Im Joballtag verschwimmen die Grenzen
In der französischen Start-up-Szene trifft man ebenfalls auf den einen oder anderen Deutschen. Etwa auf Maximilian Bittner, den Geschäftsführer der Secondhandmodebörse Vestiaire Collective, und dessen Marketingchefin Marie-Christin Oebel. Außerdem übernimmt zum 1. Juni Rolf Heinz die Leitung des Medienhauses L’Équipe. Und wenn auch nicht in Spitzenämtern, so sind selbst in der französischen Notenbank fünf Ökonomen mit deutschem Pass beschäftigt.
„Unternehmen bauen sehr viele Brücken zwischen Deutschland und Frankreich“, sagt die Air-Liquide-Vorständin Schillag. Ihr Unternehmen sei in beiden Ländern an vielen Projekten der Energiewende beteiligt und damit ein gutes Beispiel dafür, dass die enge Zusammenarbeit längst Alltag ist. „Das zeigt, dass es geht und die deutsch-französische Lokomotive viele Chancen bietet“, so Schillag.
Persönlich fühlt sich die gebürtige Hamburgerin schon lange als Europäerin. Sie merke, dass sie so einiges von der französischen Kultur angenommen habe, wie zum Beispiel der Fokus auf den Menschen und nicht nur die Sache, sie zugleich aber immer noch eine deutsche Prägung habe. „Ich bin für französische Verhältnisse recht direkt und bringe die Dinge gerne auf den Punkt“, erzählt sie.
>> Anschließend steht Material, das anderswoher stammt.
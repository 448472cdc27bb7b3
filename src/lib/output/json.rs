use crate::error::Error;
use crate::output::Output;
use crate::record::AssembledRecord;

use serde_json::to_vec;
use tokio::io::{AsyncWrite, AsyncWriteExt};

/// JSON output, one record object per line
pub struct JsonOutput;

impl Output for JsonOutput {
    async fn write<T: AsyncWrite + Unpin>(
        &self,
        writer: &mut T,
        records: &[AssembledRecord],
    ) -> Result<(), Error> {
        let mut buffer = Vec::with_capacity(records.len() * 128);

        for record in records {
            buffer.extend(to_vec(record).map_err(Error::Json)?);
            buffer.push(b'\n');
        }

        writer.write_all(&buffer).await.map_err(Error::Io)?;

        Ok(())
    }
}

#[cfg(test)]
mod tests {
    use super::*;
    use crate::filter::FieldValue;
    use serde_json::{json, Deserializer, Value};
    use std::collections::BTreeMap;
    use std::io::Cursor;

    #[derive(Debug, PartialEq)]
    struct ExpectedValue(Vec<Value>);

    impl From<Vec<u8>> for ExpectedValue {
        fn from(value: Vec<u8>) -> Self {
            Self(
                Deserializer::from_slice(&value)
                    .into_iter::<Value>()
                    .map(Result::unwrap)
                    .collect(),
            )
        }
    }

    #[tokio::test]
    async fn outputs_nothing_for_empty_batch() {
        output_test!(JsonOutput, &[], ExpectedValue(vec![]));
    }

    #[tokio::test]
    async fn outputs_record_per_line() {
        output_test!(
            JsonOutput,
            &[
                AssembledRecord {
                    measurement: "users".into(),
                    tags: BTreeMap::from([("id".into(), "7".into())]),
                    fields: BTreeMap::from([
                        ("balance".into(), FieldValue::Int(100)),
                        ("rate".into(), FieldValue::Float(0.5)),
                    ]),
                    timestamp: 10,
                },
                AssembledRecord {
                    measurement: "orders".into(),
                    tags: BTreeMap::new(),
                    fields: BTreeMap::from([("status".into(), FieldValue::from("paid"))]),
                    timestamp: 11,
                }
            ],
            ExpectedValue(vec![
                json!({
                    "measurement": "users",
                    "tags": {"id": "7"},
                    "fields": {"balance": 100, "rate": 0.5},
                    "timestamp": 10
                }),
                json!({
                    "measurement": "orders",
                    "tags": {},
                    "fields": {"status": "paid"},
                    "timestamp": 11
                })
            ])
        );
    }
}
use mysql_common::binlog::value::BinlogValue;
use mysql_common::value::Value;

#[doc(hidden)]
pub struct NullValue;

#[doc(hidden)]
pub struct NoneValue;

pub trait IntoBinlogValue {
    fn into_binlog_value(self) -> Option<BinlogValue<'static>>;
}

impl IntoBinlogValue for NullValue {
    fn into_binlog_value(self) -> Option<BinlogValue<'static>> {
        Some(BinlogValue::Value(Value::NULL))
    }
}

impl IntoBinlogValue for NoneValue {
    fn into_binlog_value(self) -> Option<BinlogValue<'static>> {
        None
    }
}

impl IntoBinlogValue for Value {
    fn into_binlog_value(self) -> Option<BinlogValue<'static>> {
        Some(BinlogValue::Value(self))
    }
}

macro_rules! impl_into_binlog {
    ($T:ty) => {
        impl IntoBinlogValue for $T {
            fn into_binlog_value(self) -> Option<BinlogValue<'static>> {
                Some(BinlogValue::Value(self.into()))
            }
        }
    };
}

impl_into_binlog!(u32);
impl_into_binlog!(i32);
impl_into_binlog!(u64);
impl_into_binlog!(i64);
impl_into_binlog!(f64);
impl_into_binlog!(&str);
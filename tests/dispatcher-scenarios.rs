use binlog_collector::{binlog_null, binlog_row};
use binlog_collector::error::Error;
use binlog_collector::filter::{DatabaseRule, FieldValue, TableFilter, TableRule, ValueOptions};
use binlog_collector::position::MasterPosition;
use binlog_collector::record::AssembledRecord;
use binlog_collector::replication::event::{
    BinlogEvent, BinlogPosition, EventHeader, EventKind, RowEvent, RowsEvent,
};
use binlog_collector::replication::{Dispatcher, Transition};
use binlog_collector::schema::{TableCache, HEALTH_CHECK_SCHEMA, HEALTH_CHECK_TABLE};
use binlog_collector::test_util::{
    FakeMetadataSource, Journal, JournalEntry, MemoryPositionStore, RecordingSink,
};
use std::collections::BTreeMap;
use std::time::Duration;

type TestDispatcher = Dispatcher<FakeMetadataSource, MemoryPositionStore, RecordingSink>;

const TIMESTAMP: u32 = 1700000000;

fn users_filter(exclude_events: Vec<EventKind>) -> TableFilter {
    TableFilter::new(vec![
        DatabaseRule {
            database: "app".into(),
            exclude_tables: vec![],
            tables: vec![TableRule {
                name: "users".into(),
                measurement: None,
                tags: vec!["id".into()],
                fields: vec!["balance".into()],
                exclude_events,
            }],
        },
        DatabaseRule {
            database: HEALTH_CHECK_SCHEMA.into(),
            ..DatabaseRule::default()
        },
    ])
}

fn users_source() -> FakeMetadataSource {
    FakeMetadataSource::default().with_table(
        "app",
        "users",
        &[("id", "int(11)"), ("balance", "int(11)")],
    )
}

fn dispatcher(source: FakeMetadataSource, filter: TableFilter) -> (TestDispatcher, Journal) {
    let journal = Journal::default();

    let mut dispatcher = Dispatcher::new(
        TableCache::new(source, filter).with_discard_no_meta(true),
        MemoryPositionStore::new(journal.clone()),
        RecordingSink::new(journal.clone()),
        ValueOptions::default(),
    );

    dispatcher.resume(MasterPosition::new(BinlogPosition::new(
        "mysql-bin.000001",
        4,
    )));

    (dispatcher, journal)
}

fn header(log_position: u32) -> EventHeader {
    EventHeader::new(TIMESTAMP, log_position)
}

fn users_rows(rows: Vec<RowEvent>) -> BinlogEvent {
    BinlogEvent::Rows(RowsEvent::new("app", "users", rows))
}

fn users_record(id: &str, balance: i64) -> AssembledRecord {
    AssembledRecord {
        measurement: "users".into(),
        tags: BTreeMap::from([("id".into(), id.into())]),
        fields: BTreeMap::from([("balance".into(), FieldValue::Int(balance))]),
        timestamp: TIMESTAMP,
    }
}

fn records(journal: &Journal) -> Vec<AssembledRecord> {
    journal
        .entries()
        .into_iter()
        .filter_map(|entry| match entry {
            JournalEntry::Record(record) => Some(record),
            _ => None,
        })
        .collect()
}

#[tokio::test]
async fn inserted_row_becomes_record_with_configured_tags_and_fields() -> Result<(), Error> {
    let (mut dispatcher, journal) = dispatcher(users_source(), users_filter(vec![]));

    dispatcher
        .handle(header(200), users_rows(vec![RowEvent::InsertRow(binlog_row!(7, 100))]))
        .await?;

    assert_eq!(records(&journal), vec![users_record("7", 100)]);

    Ok(())
}

#[tokio::test]
async fn updated_row_emits_new_values() -> Result<(), Error> {
    let (mut dispatcher, journal) = dispatcher(users_source(), users_filter(vec![]));

    dispatcher
        .handle(
            header(200),
            users_rows(vec![RowEvent::UpdateRow(binlog_row!(7, 150))]),
        )
        .await?;

    assert_eq!(records(&journal), vec![users_record("7", 150)]);

    Ok(())
}

#[tokio::test]
async fn excluded_delete_emits_nothing() -> Result<(), Error> {
    let (mut dispatcher, journal) =
        dispatcher(users_source(), users_filter(vec![EventKind::Delete]));

    dispatcher
        .handle(header(200), users_rows(vec![RowEvent::DeleteRow(binlog_row!(7, 100))]))
        .await?;

    assert!(records(&journal).is_empty());

    Ok(())
}

#[tokio::test]
async fn null_values_keep_every_configured_key() -> Result<(), Error> {
    let (mut dispatcher, journal) = dispatcher(users_source(), users_filter(vec![]));

    dispatcher
        .handle(
            header(200),
            users_rows(vec![
                RowEvent::InsertRow(binlog_row!(7, binlog_null!())),
                RowEvent::InsertRow(binlog_row!(8)),
            ]),
        )
        .await?;

    assert_eq!(
        records(&journal),
        vec![users_record("7", 0), users_record("8", 0)]
    );

    Ok(())
}

#[tokio::test]
async fn checkpoint_follows_forwarded_rows_of_every_transaction() -> Result<(), Error> {
    let (mut dispatcher, journal) = dispatcher(users_source(), users_filter(vec![]));

    let events = vec![
        (
            header(120),
            BinlogEvent::Rotate {
                next_file: "mysql-bin.000002".into(),
                position: 4,
            },
        ),
        (header(300), users_rows(vec![RowEvent::InsertRow(binlog_row!(1, 10))])),
        (header(350), users_rows(vec![RowEvent::InsertRow(binlog_row!(2, 20))])),
        (header(381), BinlogEvent::Xid),
        (header(500), users_rows(vec![RowEvent::InsertRow(binlog_row!(3, 30))])),
        (header(531), BinlogEvent::Xid),
    ];

    for (header, event) in events {
        dispatcher.handle(header, event).await?;
    }

    assert_eq!(
        journal.entries(),
        vec![
            JournalEntry::Saved(BinlogPosition::new("mysql-bin.000002", 4)),
            JournalEntry::Flushed,
            JournalEntry::Record(users_record("1", 10)),
            JournalEntry::Record(users_record("2", 20)),
            JournalEntry::Saved(BinlogPosition::new("mysql-bin.000002", 381)),
            JournalEntry::Record(users_record("3", 30)),
            JournalEntry::Saved(BinlogPosition::new("mysql-bin.000002", 531)),
        ]
    );
    assert_eq!(
        dispatcher.store().last().map(|position| position.binlog),
        Some(BinlogPosition::new("mysql-bin.000002", 531))
    );

    Ok(())
}

#[tokio::test]
async fn repeated_rows_events_reuse_cached_metadata() -> Result<(), Error> {
    let (mut dispatcher, _) = dispatcher(users_source(), users_filter(vec![]));

    for position in [200, 300] {
        dispatcher
            .handle(
                header(position),
                users_rows(vec![RowEvent::InsertRow(binlog_row!(7, 100))]),
            )
            .await?;
    }

    assert_eq!(dispatcher.cache().source().fetches("app", "users"), 1);

    Ok(())
}

#[tokio::test]
async fn alter_table_invalidates_metadata_and_forces_checkpoint() -> Result<(), Error> {
    let (mut dispatcher, journal) = dispatcher(users_source(), users_filter(vec![]));

    dispatcher
        .handle(header(200), users_rows(vec![RowEvent::InsertRow(binlog_row!(7, 100))]))
        .await?;

    let transition = dispatcher
        .handle(
            header(400),
            BinlogEvent::Query {
                schema: "app".into(),
                query: "ALTER TABLE `users` ADD COLUMN `note` TEXT".into(),
            },
        )
        .await?;

    assert_eq!(transition, Transition::TablesChanged(1));
    assert!(!dispatcher.cache().is_cached("app", "users"));
    assert_eq!(
        journal.entries()[1..],
        [
            JournalEntry::Saved(BinlogPosition::new("mysql-bin.000001", 400)),
            JournalEntry::Flushed,
        ]
    );

    dispatcher
        .handle(header(500), users_rows(vec![RowEvent::InsertRow(binlog_row!(8, 1))]))
        .await?;

    assert_eq!(dispatcher.cache().source().fetches("app", "users"), 2);

    Ok(())
}

#[tokio::test(start_paused = true)]
async fn failed_metadata_is_not_refetched_within_retry_window() -> Result<(), Error> {
    let (mut dispatcher, journal) =
        dispatcher(users_source().failing_fetch(), users_filter(vec![]));

    for _ in 0..3 {
        assert_eq!(
            dispatcher
                .handle(header(200), users_rows(vec![RowEvent::InsertRow(binlog_row!(7, 1))]))
                .await?,
            Transition::RowsSkipped
        );
    }

    assert_eq!(dispatcher.cache().source().fetches("app", "users"), 1);

    tokio::time::advance(Duration::from_secs(11)).await;

    dispatcher
        .handle(header(300), users_rows(vec![RowEvent::InsertRow(binlog_row!(7, 1))]))
        .await?;

    assert_eq!(dispatcher.cache().source().fetches("app", "users"), 2);
    assert!(records(&journal).is_empty());

    Ok(())
}

#[tokio::test]
async fn health_check_table_rows_are_captured_without_metadata_queries() -> Result<(), Error> {
    let (mut dispatcher, journal) = dispatcher(
        FakeMetadataSource::default().failing_fetch(),
        users_filter(vec![]),
    );

    let transition = dispatcher
        .handle(
            header(200),
            BinlogEvent::Rows(RowsEvent::new(
                HEALTH_CHECK_SCHEMA,
                HEALTH_CHECK_TABLE,
                vec![RowEvent::InsertRow(binlog_row!(1, "h"))],
            )),
        )
        .await?;

    assert_eq!(transition, Transition::RowsHandled(1));
    assert_eq!(
        records(&journal),
        vec![AssembledRecord {
            measurement: HEALTH_CHECK_TABLE.into(),
            tags: BTreeMap::new(),
            fields: BTreeMap::from([
                ("id".into(), FieldValue::Int(1)),
                ("type".into(), FieldValue::from("h")),
            ]),
            timestamp: TIMESTAMP,
        }]
    );
    assert_eq!(
        dispatcher
            .cache()
            .source()
            .fetches(HEALTH_CHECK_SCHEMA, HEALTH_CHECK_TABLE),
        0
    );

    Ok(())
}

#[tokio::test]
async fn rows_of_dropped_table_are_skipped() -> Result<(), Error> {
    let (mut dispatcher, journal) = dispatcher(
        users_source(),
        TableFilter::new(vec![DatabaseRule {
            database: "app".into(),
            ..DatabaseRule::default()
        }]),
    );

    let transition = dispatcher
        .handle(
            header(200),
            BinlogEvent::Rows(RowsEvent::new(
                "app",
                "orders",
                vec![RowEvent::InsertRow(binlog_row!(1))],
            )),
        )
        .await?;

    assert_eq!(transition, Transition::RowsSkipped);
    assert!(journal.entries().is_empty());

    Ok(())
}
Im Joballtag verschwimmen dann die Grenzen. Französisch zu sprechen ist und bleibt für den Dialog mit den lokalen Mitarbeitern ein Pluspunkt. Aber längst nicht nur bei Air Liquide ist Englisch heute Geschäftssprache, und zwar auch bei allen Sitzungen von Vorstand und Verwaltungsrat. Zahlen der Berater von Russell Reynolds belegen den Trend hin zu mehr Internationalität.
So sind in den 120 größten börsennotierten französischen Konzernen inzwischen 22 Prozent der Geschäftsführer Nichtfranzosen. Vor drei Jahren waren es 15 Prozent. Bei der Berufung von Verwaltungsräten fiel die Wahl seit Ende der Pandemie sogar zu 57 Prozent auf Nichtfranzosen, davor waren es erst 34 Prozent.